La nuit tombait et nous enrobait de fraîcheur rapidement. C’était le moment de tous nous réunir, dîner ensemble et partager du bon temps. Nicho avait ramené son violon, un stradivarius. Il avait appris à y jouer en autodidacte. On passa alors la soirée à jouer de la musique et manger. On se sentait en famille, parmi des personnes cherchant à partager et passer un agréable moment. Le lendemain arrivait Ligia Baez. Nous allions la connaître chez elle.

Ligia est une femme très généreuse. Pas seulement pour son hospitalité. Egalement parce qu’elle aime passer du temps avec les gens. C’était le cas pour nous. Elle nous avait dédié de son temps sur le salon à Caracas. Puis elle nous a ouvert ses portes et la voici de nouveau avec nous. Elle se permet de donner de son temps et elle s’intéresse aussi aux autres. Elle voulait tout savoir sur ce qu’on avait fait depuis notre arrivée. Nous donna plein de nouvelles idées de qu’on pouvait faire dans la ferme et aux alentours également. Mais préférait qu’on reste avec elle pour qu’elle nous fasse son propre parcours de la ferme. Mais nous insistions pour qu’elle se repose. Son voyage avait été long et son sommeil pas très bon. On sentait qu’il fallait lui permettre de privilégier son bien être. C’est une femme très altruiste. Elle alla faire une sieste, juste le temps qu’on aille sur la montagne d’en face et qu’on revienne. Ligia nous disait que la vue de la ferme depuis la montagne d’en face était magnifique. C’était une occasion pour prendre de belles photos et pour parcourir les alentours. 

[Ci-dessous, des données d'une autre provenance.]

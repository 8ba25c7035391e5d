#[cfg(test)]
mod tests {
    use std::collections::{LinkedList, VecDeque};

    use crate::buffer::{RandomBuffer, Word};
    use crate::sequence::{
        APPEND_VALUE, Container, Element, LargeRecord, OrderedMultiSet, append_constant, append_then_sort, merge_sort,
        naive_sorted_insert, prepend_constant, sequence_throughput, sorted_insert,
    };

    const SCENARIO: [Word; 5] = [5, 3, 4, 1, 2];

    fn keys<T: Element>(values: &[T]) -> Vec<Word> {
        values.iter().map(T::key).collect()
    }

    fn is_sorted<T: Ord>(values: &[T]) -> bool {
        values.windows(2).all(|w| w[0] <= w[1])
    }

    fn sorted_words(input: &[Word]) -> Vec<Word> {
        let mut expected = input.to_vec();
        expected.sort_unstable();
        expected
    }

    #[test]
    fn test_scenario_naive_and_binary_insert_agree() {
        let expected = vec![1, 2, 3, 4, 5];
        assert_eq!(naive_sorted_insert::<Vec<Word>, Word>(&SCENARIO), expected);
        assert_eq!(sorted_insert::<Vec<Word>, Word>(&SCENARIO), expected);
        assert_eq!(
            naive_sorted_insert::<LinkedList<Word>, Word>(&SCENARIO).to_vec(),
            expected
        );
        assert_eq!(naive_sorted_insert::<VecDeque<Word>, Word>(&SCENARIO).to_vec(), expected);
        assert_eq!(sorted_insert::<VecDeque<Word>, Word>(&SCENARIO).to_vec(), expected);
        assert_eq!(sorted_insert::<OrderedMultiSet<Word>, Word>(&SCENARIO).to_vec(), expected);
    }

    fn check_sorted_inserts<T: Element>(input: &[Word]) {
        let expected = sorted_words(input);
        let results: Vec<(&str, Vec<T>)> = vec![
            ("naive/vec", naive_sorted_insert::<Vec<T>, T>(input).to_vec()),
            ("naive/list", naive_sorted_insert::<LinkedList<T>, T>(input).to_vec()),
            ("naive/deque", naive_sorted_insert::<VecDeque<T>, T>(input).to_vec()),
            ("binary/vec", sorted_insert::<Vec<T>, T>(input).to_vec()),
            ("binary/deque", sorted_insert::<VecDeque<T>, T>(input).to_vec()),
            ("binary/multiset", sorted_insert::<OrderedMultiSet<T>, T>(input).to_vec()),
        ];
        for (name, values) in results {
            assert_eq!(values.len(), input.len(), "{} lost elements", name);
            assert!(is_sorted(&values), "{} is not sorted", name);
            assert_eq!(keys(&values), expected, "{} is not a permutation", name);
        }
    }

    #[test]
    fn test_sorted_inserts_on_random_input() {
        let buffer = RandomBuffer::generate(300, Some(11));
        check_sorted_inserts::<Word>(buffer.as_slice());
        check_sorted_inserts::<LargeRecord>(buffer.as_slice());
    }

    #[test]
    fn test_sorted_inserts_keep_duplicates() {
        let input = [4, 1, 4, 4, 0, 1, -3, 4];
        check_sorted_inserts::<Word>(&input);
        check_sorted_inserts::<LargeRecord>(&input);
    }

    fn check_append_then_sort<T: Element>(input: &[Word]) {
        let expected = sorted_words(input);
        assert_eq!(keys(&append_then_sort::<Vec<T>, T>(input)), expected);
        assert_eq!(keys(&append_then_sort::<VecDeque<T>, T>(input).to_vec()), expected);
        assert_eq!(keys(&append_then_sort::<LinkedList<T>, T>(input).to_vec()), expected);
    }

    #[test]
    fn test_append_then_sort_is_sorted_permutation() {
        let buffer = RandomBuffer::generate(1000, Some(5));
        check_append_then_sort::<Word>(buffer.as_slice());
        check_append_then_sort::<LargeRecord>(buffer.as_slice());
        check_append_then_sort::<Word>(&[]);
        check_append_then_sort::<Word>(&[42]);
    }

    #[test]
    fn test_list_merge_sort_is_stable() {
        // Pairs compared by key only; the tag records the original position.
        #[derive(Debug, Clone, Copy)]
        struct Tagged(i32, usize);
        impl PartialEq for Tagged {
            fn eq(&self, other: &Self) -> bool {
                self.0 == other.0
            }
        }
        impl Eq for Tagged {}
        impl PartialOrd for Tagged {
            fn partial_cmp(&self, other: &Self) -> Option<std::cmp::Ordering> {
                Some(self.cmp(other))
            }
        }
        impl Ord for Tagged {
            fn cmp(&self, other: &Self) -> std::cmp::Ordering {
                self.0.cmp(&other.0)
            }
        }

        let keys = [3, 1, 3, 2, 1, 3, 2, 1];
        let mut list: LinkedList<Tagged> = keys.iter().enumerate().map(|(i, &k)| Tagged(k, i)).collect();
        merge_sort(&mut list);
        let sorted: Vec<(i32, usize)> = list.iter().map(|t| (t.0, t.1)).collect();
        assert_eq!(
            sorted,
            vec![(1, 1), (1, 4), (1, 7), (2, 3), (2, 6), (3, 0), (3, 2), (3, 5)]
        );
    }

    #[test]
    fn test_multiset_keeps_equal_elements_in_insertion_order() {
        let mut set = OrderedMultiSet::default();
        for v in [2, 1, 2, 2] {
            set.insert(v);
        }
        assert_eq!(set.len(), 4);
        assert_eq!(set.iter().copied().collect::<Vec<_>>(), vec![1, 2, 2, 2]);
    }

    #[test]
    fn test_append_and_prepend_constant() {
        let v: Vec<Word> = append_constant::<Vec<Word>, Word>(7);
        assert_eq!(v, vec![APPEND_VALUE; 7]);
        let l: LinkedList<LargeRecord> = prepend_constant::<LinkedList<LargeRecord>, LargeRecord>(3);
        assert_eq!(l.len(), 3);
        assert!(l.iter().all(|r| r.key() == APPEND_VALUE));
        let d: VecDeque<Word> = prepend_constant::<VecDeque<Word>, Word>(0);
        assert!(d.is_empty());
        let v: Vec<LargeRecord> = prepend_constant::<Vec<LargeRecord>, LargeRecord>(4);
        assert_eq!(v.len(), 4);
    }

    #[test]
    fn test_large_record_orders_by_first_word() {
        let a = LargeRecord::new(3);
        let mut b = LargeRecord::new(3);
        assert_eq!(a, b);
        assert!(LargeRecord::new(-1) < a);
        b = LargeRecord::from(4);
        assert!(a < b);
        assert_eq!(&a.words()[1..], &[0; 15]);
        assert_eq!(LargeRecord::width(), 64);
        assert_eq!(<Word as Element>::width(), 4);
    }

    #[test]
    fn test_sequence_throughput_uses_element_width() {
        let small = sequence_throughput::<Word>(100, 3);
        assert_eq!((small.items, small.bytes), (300, 1200));
        let large = sequence_throughput::<LargeRecord>(100, 3);
        assert_eq!((large.items, large.bytes), (300, 300 * 64));
    }
}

Dans l’après midi, venaient les autres producteurs. Francisco, Juan, Roney. Ils venaient se réunir dans la ferme de Ligia. Le temps pressait déjà. Il fallait qu’on reparte et ces moments partagés furent les derniers. Parcourir la ferme en compagnie des producteurs que nous avions rencontrés était le moment d’apogée du séjour. Ce qui nous avait motivé à venir jusque là et finalement vivre ce qu’on venait chercher dans ce pays. Découvrir une ferme, mais au delà de ça, faire communauté avec les caféiculteurs. Nous le savions pas encore mais on pouvait s’en douter un peu; nous allions revenir à Bocono.